Lack of AP settings leading to unsuitable placements for children, Ofsted warns

Fiona Simpson
Monday, February 5, 2024

Children who are unable to attend mainstream school are placed in unsuitable alternative provision (AP) due to a lack of capacity for young people with specific needs, Ofsted has warned.

AP is designed to support children who cannot attend mainstream school. Picture: Adobe Stock
AP is designed to support children who cannot attend mainstream school. Picture: Adobe Stock

A report into how education, health and care partners work together to commission and oversee AP, by the inspectorate and the Care Quality Commission (CQC), highlights that “local authority leaders explain that the limited choice of AP resulted in placements of convenience, rather than identifying a provision that was carefully tailored to a child’s needs”.

AP is commissioned by schools or local authorities when pupils have been excluded or cannot attend mainstream school, for example due to complex medical, social or emotional needs.

Currently, not all AP needs to be registered or inspected, meaning there is lack of oversight of children and young people in unregistered AP, according to Ofsted.

The report finds greater concern around children with special educational needs and disabilities (SEND) being placed in unsuitable settings, stating: “One parent reported that their child was put into the wrong provision. They were placed in one for pupils with social, emotional and mental health needs as no provision for autism was available.”

It also notes an increasing number of children placed in settings far from home “when suitable provision was not available in the local area”.

“This led to inconveniently long journey times,” as well as parents reporting long waiting lists for transport to be arranged, it adds.

Other factors found to be contributing to the placement of children in unsuitable AP settings include a practice by some local authorities of “block-buying” AP placements in advance to secure local placements and better plan budgets.

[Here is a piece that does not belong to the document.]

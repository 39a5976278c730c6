//! CLI subcommands.

pub mod migrate;
pub mod token;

“Some local authorities had contractual agreements in place with providers. This meant that decisions were largely pre-determined. For example, a provider might have to admit a certain number of permanently excluded children,” the report states.

It also lists high turnover of staff in the local area as a driver behind the use of unsuitable placements due to cases being passed on to new staff with no prior knowledge of the child.

Ofsted also highlights an increase in parents advocating for “placements with limited educational elements” since the pandemic.

Examples of such settings listed in the report include “equine and therapeutic care”. Authors add that the issue is being exacerbated by “a growing market of unregistered providers. These often advertised directly to parents and carers”.

The report also states that the lack of national standards and clarity around who is responsible for AP commissioning and oversight are leading to inconsistent outcomes for children and young people.

It offers a series of recommendations to local and national government as well as education providers include to improve outcomes for children in AP settings.

These include:

  • better guidance on the purposes of AP and potential indicators of success.

  • improved oversight of certain groups of children and young people in AP, including through the introduction of a proportionate registration and inspection regime for all AP.

  • greater consistency and rigour in decision making around individual AP placements and subsequent monitoring and evaluation arrangements.

The report also includes areas of good practice and notes that some local authorities have already begun to implement recommendations put forward in the government’s SEND and AP Improvement Plan which aims to give the AP system “a clear purpose”.

According to latest DfE statistics, the number of pupils in state-funded AP schools in 2022/23 increased by 13 per cent to 13,200 compared with the previous year.